What to do
Keep every line in which "Copy" occurs and drop the rest of the data.

(Saved entries)
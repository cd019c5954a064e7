//! HTTP fetch with retry classification, capped backoff and optional request pacing.

use std::time::Duration;

use anyhow::Context;
use reqwest::StatusCode;
use thiserror::Error;
use tokio::sync::Mutex;
use tokio::time::Instant;
use tracing::{debug, info_span, warn, Instrument};

#[derive(Debug, Clone, Copy, PartialEq, Eq)]
pub enum RetryDisposition {
    Retryable,
    NonRetryable,
}

pub fn classify_status(status: StatusCode) -> RetryDisposition {
    if status.is_server_error() || status == StatusCode::TOO_MANY_REQUESTS {
        RetryDisposition::Retryable
    } else {
        RetryDisposition::NonRetryable
    }
}

pub fn classify_reqwest_error(err: &reqwest::Error) -> RetryDisposition {
    if err.is_timeout() || err.is_connect() || err.is_request() {
        RetryDisposition::Retryable
    } else {
        RetryDisposition::NonRetryable
    }
}

#[derive(Debug, Clone, Copy)]
pub struct BackoffPolicy {
    pub max_retries: usize,
    pub base_delay: Duration,
    pub max_delay: Duration,
}

impl Default for BackoffPolicy {
    fn default() -> Self {
        Self {
            max_retries: 3,
            base_delay: Duration::from_millis(250),
            max_delay: Duration::from_secs(5),
        }
    }
}

impl BackoffPolicy {
    /// `attempts` total tries with the same `delay` between each of them.
    pub fn fixed(attempts: usize, delay: Duration) -> Self {
        Self {
            max_retries: attempts.saturating_sub(1),
            base_delay: delay,
            max_delay: delay,
        }
    }

    pub fn delay_for_attempt(&self, attempt_index: usize) -> Duration {
        let factor = 1u32.checked_shl(attempt_index as u32).unwrap_or(u32::MAX);
        let delay = self.base_delay.saturating_mul(factor);
        delay.min(self.max_delay)
    }
}

#[derive(Debug, Clone)]
pub struct HttpClientConfig {
    pub timeout: Duration,
    pub user_agent: Option<String>,
    pub backoff: BackoffPolicy,
    pub rate_limit: Option<RateLimitConfig>,
}

impl Default for HttpClientConfig {
    fn default() -> Self {
        Self {
            timeout: Duration::from_secs(30),
            user_agent: None,
            backoff: BackoffPolicy::default(),
            rate_limit: None,
        }
    }
}

/// Request pacing: `burst` requests may go back to back, after which one
/// slot frees up every `interval`.
#[derive(Debug, Clone, Copy, PartialEq, Eq)]
pub struct RateLimitConfig {
    pub burst: u32,
    pub interval: Duration,
}

impl RateLimitConfig {
    /// Spreads `requests` evenly over an hour. OpenFEC quotas are hourly.
    pub fn per_hour(requests: u32, burst: u32) -> Self {
        Self {
            burst: burst.max(1),
            interval: Duration::from_secs(3600) / requests.max(1),
        }
    }
}

/// Paces callers against a theoretical arrival time. Each `acquire` reserves
/// the next slot before sleeping, so waiters are served in call order.
#[derive(Debug)]
pub struct RequestRateLimiter {
    interval: Duration,
    tolerance: Duration,
    next_slot: Mutex<Option<Instant>>,
}

impl RequestRateLimiter {
    pub fn new(config: RateLimitConfig) -> Self {
        Self {
            interval: config.interval,
            tolerance: config.interval * config.burst.max(1).saturating_sub(1),
            next_slot: Mutex::new(None),
        }
    }

    pub async fn acquire(&self) {
        let wait = {
            let mut next_slot = self.next_slot.lock().await;
            let now = Instant::now();
            let slot = next_slot.map_or(now, |t| t.max(now));
            *next_slot = Some(slot + self.interval);
            slot.saturating_duration_since(now)
                .saturating_sub(self.tolerance)
        };
        if !wait.is_zero() {
            debug!(wait_ms = wait.as_millis() as u64, "rate limit: waiting for a request slot");
            tokio::time::sleep(wait).await;
        }
    }
}

#[derive(Debug, Clone)]
pub struct FetchedResponse {
    pub status: StatusCode,
    pub final_url: String,
    pub body: Vec<u8>,
}

#[derive(Debug, Error)]
pub enum FetchError {
    #[error("request failed after retries: {0}")]
    Request(#[from] reqwest::Error),
    #[error("http status {status} for {url}")]
    HttpStatus { status: u16, url: String },
}

#[derive(Debug)]
pub struct HttpFetcher {
    client: reqwest::Client,
    rate_limiter: Option<RequestRateLimiter>,
    backoff: BackoffPolicy,
}

impl HttpFetcher {
    pub fn new(config: HttpClientConfig) -> anyhow::Result<Self> {
        let mut builder = reqwest::Client::builder()
            .gzip(true)
            .brotli(true)
            .timeout(config.timeout);

        if let Some(user_agent) = &config.user_agent {
            builder = builder.user_agent(user_agent.clone());
        }

        let client = builder.build().context("building reqwest client")?;
        Ok(Self {
            client,
            rate_limiter: config.rate_limit.map(RequestRateLimiter::new),
            backoff: config.backoff,
        })
    }

    /// GET `url` with `query` appended, retrying transient failures.
    ///
    /// The span records `url` without the query string so API keys stay out of logs.
    pub async fn get(
        &self,
        source_id: &str,
        url: &str,
        query: &[(String, String)],
    ) -> Result<FetchedResponse, FetchError> {
        if let Some(limiter) = &self.rate_limiter {
            limiter.acquire().await;
        }

        let span = info_span!("http_fetch", source_id, url);
        self.get_with_retries(url, query).instrument(span).await
    }

    async fn get_with_retries(
        &self,
        url: &str,
        query: &[(String, String)],
    ) -> Result<FetchedResponse, FetchError> {
        let mut attempt = 0usize;
        loop {
            let can_retry = attempt < self.backoff.max_retries;
            match self.client.get(url).query(query).send().await {
                Ok(resp) => {
                    let status = resp.status();
                    let final_url = resp.url().path().to_string();

                    if status.is_success() {
                        let body = resp.bytes().await?.to_vec();
                        debug!(status = status.as_u16(), bytes = body.len(), "fetched");
                        return Ok(FetchedResponse {
                            status,
                            final_url,
                            body,
                        });
                    }

                    if classify_status(status) == RetryDisposition::Retryable && can_retry {
                        warn!(status = status.as_u16(), attempt, "retryable http status");
                        tokio::time::sleep(self.backoff.delay_for_attempt(attempt)).await;
                        attempt += 1;
                        continue;
                    }

                    return Err(FetchError::HttpStatus {
                        status: status.as_u16(),
                        url: final_url,
                    });
                }
                Err(err) => {
                    if classify_reqwest_error(&err) == RetryDisposition::Retryable && can_retry {
                        warn!(error = %err, attempt, "retryable request error");
                        tokio::time::sleep(self.backoff.delay_for_attempt(attempt)).await;
                        attempt += 1;
                        continue;
                    }
                    return Err(FetchError::Request(err));
                }
            }
        }
    }
}
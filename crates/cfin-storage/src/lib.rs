//! Persistence contracts and backends for cfin, plus the HTTP fetch and raw
//! page archive utilities the ingestion side leans on.

use std::future::Future;

use async_trait::async_trait;
use cfin_core::{
    Candidate, CounterpartTotal, DocumentKey, Entity, IngestionCheckpoint, RollupKind,
    RollupSummary, SubjectTotal, TransactionRecord,
};
use thiserror::Error;
use tracing::warn;

mod archive;
mod http;
mod memory;
mod postgres;

pub use archive::{ArchivedPage, PageArchive};
pub use http::{
    classify_reqwest_error, classify_status, BackoffPolicy, FetchError, FetchedResponse,
    HttpClientConfig, HttpFetcher, RateLimitConfig, RequestRateLimiter, RetryDisposition,
};
pub use memory::{MemoryDocumentStore, MemoryStore};
pub use postgres::{PgDocumentStore, PgStore};

pub const CRATE_NAME: &str = "cfin-storage";

#[derive(Debug, Error)]
pub enum StoreError {
    #[error("database error: {0}")]
    Database(#[from] sqlx::Error),
    #[error("document serialization failed: {0}")]
    Serialization(#[from] serde_json::Error),
    #[error("store unavailable: {0}")]
    Unavailable(String),
    #[error("write rejected for {key}: {reason}")]
    Rejected { key: String, reason: String },
}

impl StoreError {
    /// True when the store itself could not be reached or stopped answering,
    /// as opposed to refusing one particular row. Callers must not skip past
    /// data on these.
    pub fn is_connection(&self) -> bool {
        match self {
            StoreError::Unavailable(_) => true,
            StoreError::Database(err) => matches!(
                err,
                sqlx::Error::Io(_)
                    | sqlx::Error::Tls(_)
                    | sqlx::Error::PoolTimedOut
                    | sqlx::Error::PoolClosed
                    | sqlx::Error::WorkerCrashed
            ),
            StoreError::Serialization(_) | StoreError::Rejected { .. } => false,
        }
    }
}

/// Normalized relational store: entities, transactions and the rollup queries over them.
#[async_trait]
pub trait RelationalStore: Send + Sync {
    async fn upsert_entity(&self, entity: &Entity) -> Result<(), StoreError>;

    async fn upsert_candidate(&self, candidate: &Candidate) -> Result<(), StoreError>;

    /// Insert-or-overwrite a single row keyed by `external_id`.
    async fn upsert_transaction(&self, record: &TransactionRecord) -> Result<(), StoreError>;

    /// Same semantics as [`RelationalStore::upsert_transaction`], applied to the
    /// whole slice atomically: either every row lands or none does.
    async fn upsert_transactions(&self, records: &[TransactionRecord]) -> Result<(), StoreError>;

    async fn subject_totals(
        &self,
        kind: RollupKind,
        cycle: i32,
    ) -> Result<Vec<SubjectTotal>, StoreError>;

    async fn top_counterparts(
        &self,
        kind: RollupKind,
        subject_id: &str,
        cycle: i32,
        limit: usize,
    ) -> Result<Vec<CounterpartTotal>, StoreError>;
}

#[async_trait]
pub trait CheckpointStore: Send + Sync {
    /// Returns an empty checkpoint when the source has never been saved.
    async fn load(&self, source: &str) -> Result<IngestionCheckpoint, StoreError>;

    async fn save(&self, checkpoint: &IngestionCheckpoint) -> Result<(), StoreError>;
}

/// Read-optimized store holding one rollup document per `DocumentKey`.
#[async_trait]
pub trait DocumentStore: Send + Sync {
    async fn replace(&self, summary: &RollupSummary) -> Result<(), StoreError>;

    async fn get(&self, key: &DocumentKey) -> Result<Option<RollupSummary>, StoreError>;
}

/// Runs `op` until it succeeds or `policy.max_retries` retries are spent,
/// sleeping `policy.delay_for_attempt` between attempts.
pub async fn retry_with_backoff<T, E, F, Fut>(
    policy: &BackoffPolicy,
    what: &str,
    mut op: F,
) -> Result<T, E>
where
    F: FnMut() -> Fut,
    Fut: Future<Output = Result<T, E>>,
    E: std::fmt::Display,
{
    let mut attempt = 0usize;
    loop {
        match op().await {
            Ok(value) => return Ok(value),
            Err(err) if attempt < policy.max_retries => {
                warn!(what, attempt = attempt + 1, error = %err, "write attempt failed; retrying");
                tokio::time::sleep(policy.delay_for_attempt(attempt)).await;
                attempt += 1;
            }
            Err(err) => return Err(err),
        }
    }
}

/// Keeps only the last occurrence of each `external_id`; every survivor sits
/// at the position of that last occurrence. Postgres refuses to touch one row
/// twice inside a single `INSERT .. ON CONFLICT DO UPDATE`.
pub fn collapse_duplicate_ids(records: &[TransactionRecord]) -> Vec<&TransactionRecord> {
    let mut seen = std::collections::HashSet::new();
    let mut kept = records
        .iter()
        .rev()
        .filter(|r| seen.insert(r.external_id.as_str()))
        .collect::<Vec<_>>();
    kept.reverse();
    kept
}
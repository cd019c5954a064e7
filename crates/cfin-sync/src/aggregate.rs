use std::sync::Arc;

use anyhow::{Context, Result};
use cfin_core::{DocumentKey, RollupKind, RollupSummary};
use cfin_storage::{retry_with_backoff, BackoffPolicy, DocumentStore, RelationalStore, StoreError};
use chrono::Utc;
use serde::Serialize;
use tracing::{info, info_span, warn, Instrument};

/// Writes rollup documents, each one replacing whatever was stored under its key.
#[derive(Clone)]
pub struct DocumentUpserter {
    store: Arc<dyn DocumentStore>,
    policy: BackoffPolicy,
}

impl DocumentUpserter {
    pub fn new(store: Arc<dyn DocumentStore>, policy: BackoffPolicy) -> Self {
        Self { store, policy }
    }

    pub async fn replace(&self, summary: &RollupSummary) -> Result<(), StoreError> {
        let store = self.store.as_ref();
        retry_with_backoff(&self.policy, "document replace", move || store.replace(summary)).await
    }

    pub async fn get(
        &self,
        kind: RollupKind,
        subject_id: &str,
        cycle: i32,
    ) -> Result<Option<RollupSummary>, StoreError> {
        self.store
            .get(&DocumentKey {
                kind,
                subject_id: subject_id.to_string(),
                cycle,
            })
            .await
    }
}

#[derive(Debug, Clone, Copy, Default, PartialEq, Eq, Serialize)]
pub struct PassOutcome {
    pub documents: usize,
    /// Subjects whose counterpart lookup failed and were written with an empty list.
    pub degraded: usize,
}

#[derive(Debug, Clone, PartialEq, Eq, Serialize)]
pub struct AggregationSummary {
    pub cycle: i32,
    pub contributors: usize,
    pub candidates: usize,
    pub regions: usize,
    pub degraded_subjects: usize,
}

pub struct AggregationEngine {
    store: Arc<dyn RelationalStore>,
    documents: DocumentUpserter,
    top_n: usize,
}

impl AggregationEngine {
    pub fn new(store: Arc<dyn RelationalStore>, documents: DocumentUpserter, top_n: usize) -> Self {
        Self {
            store,
            documents,
            top_n,
        }
    }

    pub fn documents(&self) -> &DocumentUpserter {
        &self.documents
    }

    /// Recomputes every rollup variant for `cycle`, one pass after another.
    pub async fn aggregate(&self, cycle: i32) -> Result<AggregationSummary> {
        let mut summary = AggregationSummary {
            cycle,
            contributors: 0,
            candidates: 0,
            regions: 0,
            degraded_subjects: 0,
        };
        for kind in RollupKind::ALL {
            let pass = self.aggregate_kind(kind, cycle).await?;
            match kind {
                RollupKind::ByContributor => summary.contributors = pass.documents,
                RollupKind::ByCandidate => summary.candidates = pass.documents,
                RollupKind::ByRegion => summary.regions = pass.documents,
            }
            summary.degraded_subjects += pass.degraded;
        }
        info!(
            cycle,
            contributors = summary.contributors,
            candidates = summary.candidates,
            regions = summary.regions,
            degraded = summary.degraded_subjects,
            "aggregation finished"
        );
        Ok(summary)
    }

    /// One pass: subject totals, top counterparts per subject, document replace.
    ///
    /// A failed counterpart lookup degrades that subject to an empty leaderboard.
    /// Totals or document write failures abort the pass.
    pub async fn aggregate_kind(&self, kind: RollupKind, cycle: i32) -> Result<PassOutcome> {
        let span = info_span!("aggregate_pass", variant = %kind, cycle);
        self.run_pass(kind, cycle).instrument(span).await
    }

    async fn run_pass(&self, kind: RollupKind, cycle: i32) -> Result<PassOutcome> {
        let subjects = self
            .store
            .subject_totals(kind, cycle)
            .await
            .with_context(|| format!("loading {kind} totals for cycle {cycle}"))?;
        let recomputed_at = Utc::now();

        let mut outcome = PassOutcome::default();
        for subject in subjects.into_iter().filter(|s| s.transaction_count > 0) {
            let top = match self
                .store
                .top_counterparts(kind, &subject.subject_id, cycle, self.top_n)
                .await
            {
                Ok(top) => top,
                Err(err) => {
                    outcome.degraded += 1;
                    warn!(
                        subject_id = %subject.subject_id,
                        error = %err,
                        "counterpart lookup failed; writing empty leaderboard"
                    );
                    Vec::new()
                }
            };

            let document =
                RollupSummary::assemble(kind, cycle, subject, top, self.top_n, recomputed_at);
            self.documents
                .replace(&document)
                .await
                .with_context(|| format!("replacing {kind} document for {}", document.subject_id))?;
            outcome.documents += 1;
        }

        info!(documents = outcome.documents, degraded = outcome.degraded, "pass complete");
        Ok(outcome)
    }
}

Task output
#[derive(Debug, Clone, Copy, PartialEq, Eq)]
#[derive(Debug, Clone, Copy)]
#[derive(Debug, Clone, Copy, PartialEq, Eq)]
#[derive(Debug, Clone, Copy, Default, PartialEq, Eq, Serialize)]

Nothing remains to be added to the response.